Kamu görevi yürüten insanların, bu hizmetlerinin karşılığında bir yerden aylık almaları en doğal haklarıdır. Devletin, kamu görevlilerinin aldığı ücretler açısından da adil bir sistem uygulaması gerekir. Aylığın miktarı belirlenirken; mesleği edinmedeki süreç, işin zorluğu, iş güvenliği ve mesleğin toplumsal statüsü gibi kriterler esas alınmalıdır. Böyle adil bir sistem oluşturulduktan sonra her çalışanının kendi hakkına rıza göstermesi ve bunun dışında fazladan para kazanma yollarına tevessül etmemesi gerekir.
Geçtiğimiz aylarda kendi maaşlarının dışında başka kurumlardan huzur hakkı vb. adlar altında çeşitli ödemeler alan insanlar olduğunu basından öğrendik. Bir süre gündemde kaldı sonra konu gündemden düştü. Oysa bu çarpık düzen aynen devam ediyor.
Hayatımda yaklaşık on beş yıl önce ilk kez bir sendikanın denetim kurulu üyesiyken, emekli maaşını alan bir yönetim kurulu üyesine huzur hakkı adı altında ikinci bir maaş verildiğini görmüştüm ve buna şiddetle karşı çıkmıştım. Daha sonra görev süresi sona erenlere de son maaşın çift ödendiğini öğrenmiştim. Bu haksızlıklar beni sendikadan istifa etme noktasına kadar götürmüştü.
Yıllar içinde, bu çarkın kamu bürokrasisi için de döndüğünü, üst düzey kamu yöneticilerinden bazılarının çeşitli kurul ve komisyonlardan ücretler aldığını öğrendiğimde zaten maaşları diğer memurlara göre yüksek olan bürokratların böyle bir çarkın içinde olmasına şaşırmıştım.
Basına yansıyan haberlerden sadece bürokratlar için değil siyasiler için de bu çarkın işlediğini öğrenmekten hicap duydum. Temsil makamındaki bu insanlara yeterince maaş verilmiyor muydu ki böyle bir şeye tevessül ediyorlardı!
Hele bir de bu kimselerin ömürleri boyunca tüyü bitmemiş yetim malını korumaktan dem vuran kişiler içinden olması; benim de gençliğimde içinde bulunduğum bir misyonun üstlenicileri olması akıl alır şey değildi. Hiç yakıştıramadım. Bal tutanın parmağını yaladığı sistemin çarkına çomak sokmayacak mıydık biz? Hasır üstünde uyuyan bir peygamberi örnek almayacak mıydık biz? Bu yapılan neydi şimdi?
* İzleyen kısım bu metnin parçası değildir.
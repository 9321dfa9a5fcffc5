pub mod capture;
pub mod pipeline;
pub mod relay;

use std::path::Path;

use arc_swap::ArcSwap;
use capture::frame::PixelFormat;
use serde::{Deserialize, Serialize};

use crate::relay::metadata::{ATTRKEY_SENSOR_METADATA, SENSOR_METADATA_SIZE};

/// Global configuration that can be atomically swapped at runtime
pub static CONFIG: once_cell::sync::Lazy<ArcSwap<Config>> =
    once_cell::sync::Lazy::new(|| ArcSwap::from_pointee(Config::default()));

/// System configuration
#[derive(Debug, Clone, Default, Serialize, Deserialize)]
#[serde(default)]
pub struct Config {
    pub relay: RelayConfig,
    pub camera: CameraConfig,
    pub encoder: EncoderConfig,
}

#[derive(Debug, Clone, Serialize, Deserialize)]
#[serde(default)]
pub struct RelayConfig {
    pub width: u32,
    pub height: u32,
    pub format: PixelFormat,
    /// Attribute tag carrying per-frame sensor data
    pub metadata_tag: u32,
    /// Exact size of a valid sensor data blob
    pub metadata_size: usize,
}

/// Simulated camera feeding the loopback runtime
#[derive(Debug, Clone, Serialize, Deserialize)]
#[serde(default)]
pub struct CameraConfig {
    pub buffer_count: usize,
    pub fps: u32,
    pub frames: u64,
    /// Attach sensor data to every n-th frame, 0 disables it
    pub metadata_every: u64,
}

/// Simulated encoder draining the loopback runtime
#[derive(Debug, Clone, Serialize, Deserialize)]
#[serde(default)]
pub struct EncoderConfig {
    pub queue_depth: usize,
    pub release_delay_ms: u64,
}

impl Default for RelayConfig {
    fn default() -> Self {
        Self {
            width: 1920,
            height: 1080,
            format: PixelFormat::Nv12,
            metadata_tag: ATTRKEY_SENSOR_METADATA,
            metadata_size: SENSOR_METADATA_SIZE,
        }
    }
}

impl Default for CameraConfig {
    fn default() -> Self {
        Self {
            buffer_count: 4,
            fps: 30,
            frames: 120,
            metadata_every: 1,
        }
    }
}

impl Default for EncoderConfig {
    fn default() -> Self {
        Self {
            queue_depth: 4,
            release_delay_ms: 5,
        }
    }
}

impl Config {
    /// Load configuration from an optional TOML file, then `RELAY__*`
    /// environment variables (e.g. `RELAY__CAMERA__FPS=60`), over defaults.
    pub fn load(path: Option<&Path>) -> Result<Self, config::ConfigError> {
        let mut builder = config::Config::builder();
        if let Some(path) = path {
            builder = builder.add_source(config::File::from(path));
        }
        builder
            .add_source(
                config::Environment::with_prefix("RELAY")
                    .separator("__")
                    .try_parsing(true),
            )
            .build()?
            .try_deserialize()
    }
}
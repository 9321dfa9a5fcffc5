pub mod frame;

pub use frame::BufferUsage;
pub use frame::PixelFormat;
pub use frame::Rect;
Çeşitli kurul komisyon üyelikleriyle birden fazla ödeme alan insanların kendi maaşları az olduğu için böyle bir yol izleniyorsa maaşları artırılsın ve bu yol kapatılsın. Yok, bu insanlar bulundukları devlet makamlarını zenginleşmek için kullanıyorlarsa o zaman bunun hesabını elbette hem millet hem de yüce Allah soracaktır.
Bakın Yüce rabbimiz ne buyurmuş?
“Malı da çok fazla seversiniz. Heyhat ! Yeryüzü paramparça edildiğinde. Rabbinin emri gelip melekler saf saf dizildiğinde. O gün Cehennem de göz önüne getirilir. İnsan o gün her şeyi hatırlar, fakat hatırlamanın ne faydası var. ‘’Keşke şu ebedi hayatım için bir hazırlık yapsaydım’’ der. O gün Allahın vereceği azap gibi hiç kimse azap veremez” (Fecr 20-26)
Bunları yazdım diye birileri beni afaroz edecek biliyorum. Dinimi , imanımı, milliyetçiliğimi, vatanseverliğimi sorgulalacaklar. Hatta vatan haini bile ilan edecek kişiler çıkacak.
Biz dilsiz şeytan olmayalım da varsın haksız eleştirilere maruz kalalım.
Yazımı, Alev ALATLI’nın meşhur sözüyle bitirmek isterim: “HER YASAL OLAN HAK, HELAL DEĞİLDİR.”
Kaldı ki söz konusu husus hak bile değildir.